Regulation of connexin43 expression and function by prostaglandin E2 (PGE2) and parathyroid hormone (PTH) in osteoblastic cells.

Connexin43 (Cx43) forms gap junctions that mediate intercellular communication between osteoblasts. We have examined the effects of prostaglandin E2 (PGE2) and parathyroid hormone (PTH) on gap junctional communication in the rat osteogenic sarcoma cells UMR 106-01. Incubation with either PGE2 or PTH rapidly (within 30 min) increased transfer of negatively charged dyes between UMR 106-01 cells.
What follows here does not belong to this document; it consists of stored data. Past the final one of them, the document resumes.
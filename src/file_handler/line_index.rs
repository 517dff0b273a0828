//! SIMD-accelerated line metrics for an in-memory document
//!
//! Lines are delimited by `\n`. The line count of a document is the number of
//! newline bytes it contains, so a final line without a trailing newline does not
//! add to the count. Scroll bounds are computed from this count.
//!
//! All scanning goes through memchr, which uses SIMD newline detection where the
//! platform supports it.

use memchr::{memchr, memchr_iter};

/// Count the newline bytes in `data`.
pub fn count_lines(data: &[u8]) -> usize {
    memchr_iter(b'\n', data).count()
}

/// Line number (0-based) containing the byte at `offset`.
///
/// Equals the number of newline bytes strictly before `offset`. Offsets past the
/// end are clamped to the data length.
pub fn line_of_offset(data: &[u8], offset: usize) -> usize {
    count_lines(&data[..offset.min(data.len())])
}

/// Byte offsets where each line starts
///
/// - offsets[0] = 0 (first line always starts at byte 0)
/// - offsets[n] = byte position after the nth newline
///
/// Built eagerly, since the whole document is resident in memory.
#[derive(Debug, Clone, Default)]
pub struct LineIndex {
    line_offsets: Vec<usize>,
}

impl LineIndex {
    /// Index every line start in `data`
    pub fn build(data: &[u8]) -> Self {
        let mut line_offsets = Vec::with_capacity(data.len() / 64 + 1);
        line_offsets.push(0);

        let mut pos = 0;
        while let Some(newline_offset) = memchr(b'\n', &data[pos..]) {
            pos += newline_offset + 1; // Move past the newline
            line_offsets.push(pos);
        }

        Self { line_offsets }
    }

    /// Number of newline-terminated lines
    pub fn line_count(&self) -> usize {
        self.line_offsets.len() - 1
    }

    /// Byte offset where `line` starts, if the line exists
    ///
    /// The line after the last newline is addressable even when empty.
    pub fn line_start(&self, line: usize) -> Option<usize> {
        self.line_offsets.get(line).copied()
    }

    /// Line number containing `offset`
    pub fn line_of(&self, offset: usize) -> usize {
        // partition_point returns how many line starts are <= offset
        self.line_offsets
            .partition_point(|&start| start <= offset)
            .saturating_sub(1)
    }
}
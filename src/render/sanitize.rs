//! Output sanitization for document text.
//!
//! Document bytes are untrusted: a raw `ESC` would let the file drive the user's
//! terminal. Every control byte other than newline and tab is written in caret
//! notation instead (`ESC` becomes `^[`, `DEL` becomes `^?`).

use std::io::{self, Write};

/// True for bytes that must never reach the terminal verbatim
pub fn is_unsafe(byte: u8) -> bool {
    (byte < 0x20 && byte != b'\n' && byte != b'\t') || byte == 0x7f
}

/// Caret-notation spelling of a control byte
pub fn caret(byte: u8) -> [u8; 2] {
    [b'^', byte ^ 0x40]
}

/// Write `bytes`, replacing unsafe bytes with their caret notation.
pub fn write_sanitized<W: Write>(out: &mut W, bytes: &[u8]) -> io::Result<()> {
    let mut run_start = 0;
    for (i, &byte) in bytes.iter().enumerate() {
        if is_unsafe(byte) {
            out.write_all(&bytes[run_start..i])?;
            out.write_all(&caret(byte))?;
            run_start = i + 1;
        }
    }
    out.write_all(&bytes[run_start..])
}

/// Sanitized, lossily decoded text for short strings such as file names and patterns
pub fn sanitized_string(bytes: &[u8]) -> String {
    let mut out = Vec::with_capacity(bytes.len());
    // Writing into a Vec cannot fail
    let _ = write_sanitized(&mut out, bytes);
    String::from_utf8_lossy(&out).into_owned()
}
This stimulatory effect lasted for at least 4 h. Both PGE2 and PTH increased steady-state levels of Cx43 mRNA, but only after 2-4 h of incubation. Transfection with a Cx43 gene construct linked to luciferase showed that this effect of PTH was the result of transcriptional upregulation of Cx43 promoter. Stimulation of dye coupling and Cx43 gene transcription were reproduced by forskolin and 8Br-cAMP. Exposure to PGE2 for 30 min increased Cx43 abundance at appositional membranes in UMR 106-01, whereas total Cx43 protein levels increased only after 4-6 h of incubation with either PGE2 or PTH. Inhibition of protein synthesis by cycloheximide did not affect this early stimulation of dye coupling, but it significantly inhibited the sustained effect of PTH and forskolin on cell coupling. In summary, both PTH and PGE2, presumably through cAMP production, enhance gap junctional communication in osteoblastic cell cultures via two mechanisms: initial rapid redistribution of Cx43 to the cell membrane, and later stimulation of Cx43 gene expression. Modulation of intercellular communication represents a novel mechanism by which osteotropic factors regulate the activity of bone forming cells.

Connexin43 and connexin45 form gap junctions with different molecular permeabilities in osteoblastic cells.
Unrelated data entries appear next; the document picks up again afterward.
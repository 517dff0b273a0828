//! Command dispatcher.
//!
//! The [`Viewer`] runs one blocking loop over a stack of sessions: resample the
//! window size, paint the top session, read one key, apply it. Leaving a session
//! pops it and resumes the one underneath; the loop ends when the stack is empty.

pub mod help;
pub mod session;

use crate::config::ViewerConfig;
use crate::error::Result;
use crate::file_handler::Document;
use crate::input::{completes_jump, prompt_line, prompt_line_number, KeyCommand};
use crate::render::{paint_frame, render_message, Message, UNKNOWN_KEY};
use crate::terminal::{enter_raw_mode, reset_screen, TermDevice};
use std::io::Write;

pub use help::{HELP_NAME, HELP_TEXT};
pub use session::{Session, SessionKind, SessionStack, MAX_SESSION_DEPTH};

/// Prompt shown while typing a search pattern
pub const SEARCH_PROMPT: &str = "/";

/// What the loop does after a key has been handled
#[derive(Debug, Clone, Copy, PartialEq, Eq)]
enum Transition {
    Stay,
    OpenHelp,
    Exit,
}

/// Interactive viewer over one terminal device and one output stream
pub struct Viewer<'d, D: TermDevice, W: Write> {
    device: &'d D,
    out: W,
    config: ViewerConfig,
}

impl<'d, D: TermDevice, W: Write> Viewer<'d, D, W> {
    pub fn new(device: &'d D, out: W, config: ViewerConfig) -> Self {
        Self {
            device,
            out,
            config,
        }
    }

    pub fn config(&self) -> &ViewerConfig {
        &self.config
    }

    /// Hand back the output stream
    pub fn into_output(self) -> W {
        self.out
    }

    /// View `document` until the user quits or input ends.
    pub fn run(&mut self, document: &Document) -> Result<()> {
        let name = self.config.display_name.clone();
        self.run_from(document, name, SessionKind::Document)
    }

    /// View the built-in help text as the root session.
    pub fn run_help(&mut self) -> Result<()> {
        let help = Document::from(HELP_TEXT);
        self.run_from(&help, HELP_NAME.to_string(), SessionKind::Help)
    }

    fn run_from(&mut self, document: &Document, name: String, kind: SessionKind) -> Result<()> {
        let result = self.run_sessions(document, name, kind);

        // The sessions are gone and their modes restored; the screen still needs tearing down
        if let Err(err) = &result {
            log::debug!("viewer stopped: {}", err);
            if let Err(reset_err) = reset_screen(&mut self.out) {
                log::warn!("failed to reset the screen: {}", reset_err);
            }
        }
        result
    }

    fn run_sessions(
        &mut self,
        document: &Document,
        name: String,
        kind: SessionKind,
    ) -> Result<()> {
        let help = Document::from(HELP_TEXT);
        let mut stack = SessionStack::new();
        stack.push(self.open(document, name, kind)?)?;

        loop {
            let depth = stack.depth();
            let Some(session) = stack.top_mut() else {
                break;
            };

            match self.step(session, depth)? {
                Transition::Stay => {}
                Transition::OpenHelp => {
                    let help_session =
                        self.open(&help, HELP_NAME.to_string(), SessionKind::Help)?;
                    stack.push(help_session)?;
                }
                Transition::Exit => {
                    if let Some(session) = stack.pop() {
                        session.close(&mut self.out)?;
                    }
                }
            }
        }

        Ok(())
    }

    fn open<'a>(
        &self,
        document: &'a Document,
        name: String,
        kind: SessionKind,
    ) -> Result<Session<'a, 'd, D>> {
        let guard = enter_raw_mode(self.device)?;
        let size = self.device.window_size()?;
        Ok(Session::new(kind, document, name, size, guard))
    }

    fn step(&mut self, session: &mut Session<'_, 'd, D>, depth: usize) -> Result<Transition> {
        let size = self.device.window_size()?;
        session
            .viewport
            .resize(usize::from(size.rows), usize::from(size.cols));
        self.paint(session)?;

        let Some(key) = self.device.read_byte()? else {
            return Ok(Transition::Exit);
        };
        let command = KeyCommand::from_key(key);
        session.last_key = command.status_key(key);

        match command {
            KeyCommand::Quit => return Ok(Transition::Exit),
            KeyCommand::LineDown => {
                session.viewport.line_down();
            }
            KeyCommand::LineUp => {
                session.viewport.line_up();
            }
            KeyCommand::GoToStart => {
                session.viewport.to_top();
            }
            KeyCommand::GoToEnd => {
                session.viewport.to_bottom();
            }
            KeyCommand::PageDown => {
                session.viewport.page_down();
            }
            KeyCommand::PageUp => {
                session.viewport.page_up();
            }
            KeyCommand::StartSearch => self.search(session)?,
            KeyCommand::NextMatch => {
                let document = session.document();
                session.search.find_next(document, &mut session.viewport);
            }
            KeyCommand::JumpPrefix => match self.device.read_byte()? {
                Some(next) if completes_jump(next) => self.jump(session)?,
                Some(_) => {}
                None => return Ok(Transition::Exit),
            },
            KeyCommand::Help => {
                if session.kind() == SessionKind::Help || depth >= MAX_SESSION_DEPTH {
                    session.last_key = UNKNOWN_KEY;
                } else {
                    return Ok(Transition::OpenHelp);
                }
            }
            KeyCommand::Unknown => {}
        }

        Ok(Transition::Stay)
    }

    fn paint(&mut self, session: &Session<'_, 'd, D>) -> Result<()> {
        paint_frame(
            &mut self.out,
            session.document(),
            session.viewport(),
            session.search(),
            &session.status_line(),
            &self.config.theme,
        )?;
        self.out.flush()?;
        Ok(())
    }

    fn search(&mut self, session: &mut Session<'_, 'd, D>) -> Result<()> {
        let row = session.status_row();
        let pattern = prompt_line(
            self.device,
            &mut self.out,
            row,
            SEARCH_PROMPT,
            self.config.prompt_max_len,
        )?;

        let document = session.document();
        let found = match &pattern {
            Some(pattern) => session
                .search
                .start_search(document, &mut session.viewport, pattern.clone())
                .is_match(),
            None => {
                session.search.clear();
                false
            }
        };

        if !found {
            self.acknowledge(row, &Message::NotFound(pattern.unwrap_or_default()))?;
        }
        Ok(())
    }

    fn jump(&mut self, session: &mut Session<'_, 'd, D>) -> Result<()> {
        let row = session.status_row();
        let requested =
            prompt_line_number(self.device, &mut self.out, row, self.config.prompt_max_len)?;

        let accepted = usize::try_from(requested)
            .ok()
            .map(|line| session.viewport.jump_to_line(line));

        match accepted {
            Some(Ok(_)) => Ok(()),
            Some(Err(rejected)) => {
                log::debug!("line jump rejected: {}", rejected);
                self.acknowledge(row, &Message::IncorrectLine)
            }
            None => {
                log::debug!("line jump rejected: negative line {}", requested);
                self.acknowledge(row, &Message::IncorrectLine)
            }
        }
    }

    /// Show `message` and wait for one key, which is discarded.
    fn acknowledge(&mut self, row: u16, message: &Message) -> Result<()> {
        render_message(&mut self.out, row, message, &self.config.theme)?;
        self.device.read_byte()?;
        Ok(())
    }
}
We examined the expression and function of gap junctions in two rat osteoblastic cell lines, ROS 17/2.8 and UMR 106-01. The pattern of expression of gap junction proteins in these two cell lines was distinct: ROS cells expressed only connexin43 on their cell surface, while UMR expressed predominantly connexin45. Immunoprecipitation and RNA blot analysis confirmed the relative quantitation of these connexins. Microinjected ROS cells passed Lucifer yellow to many neighboring cells, but UMR cells were poorly coupled by this criterion. Nevertheless, both UMR and ROS cells were electrically coupled, as characterized by the double whole cell patch-clamp technique. These studies suggested that Cx43 in ROS cells mediated cell-cell coupling for both small ions and larger molecules, but Cx45 in UMR cells allowed passage only of small ions. To demonstrate that the expression of different connexins alone accounted for the lack of dye coupling in UMR cells, we assessed dye coupling in UMR cells transfected with either Cx43 or Cx45. The UMR/Cx43 transfectants were highly dye coupled compared with the untransfected UMR cells, but the UMR/Cx45 transfectants demonstrated no increase in dye transfer. These data demonstrate that different gap junction proteins create channels with different molecular permeabilities; they suggest that different connexins permit different types of signalling between cells.